◆ WORK ORDER: Will you give every entry again exactly as it stands?

(RECORDS SUPPLIED Opens)

pub mod category;
pub mod events;
pub mod query;

pub use category::Category;
pub use events::{EventData, EventEntry, EventListing, SeriesPoint};
pub use query::ListEventsQuery;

(RECORDS SUPPLIED Closes)

◆ ANSWER SECTION:
pub mod category;
pub mod events;
pub mod query;

pub use category::Category;
pub use events::{EventData, EventEntry, EventListing, SeriesPoint};
pub use query::ListEventsQuery;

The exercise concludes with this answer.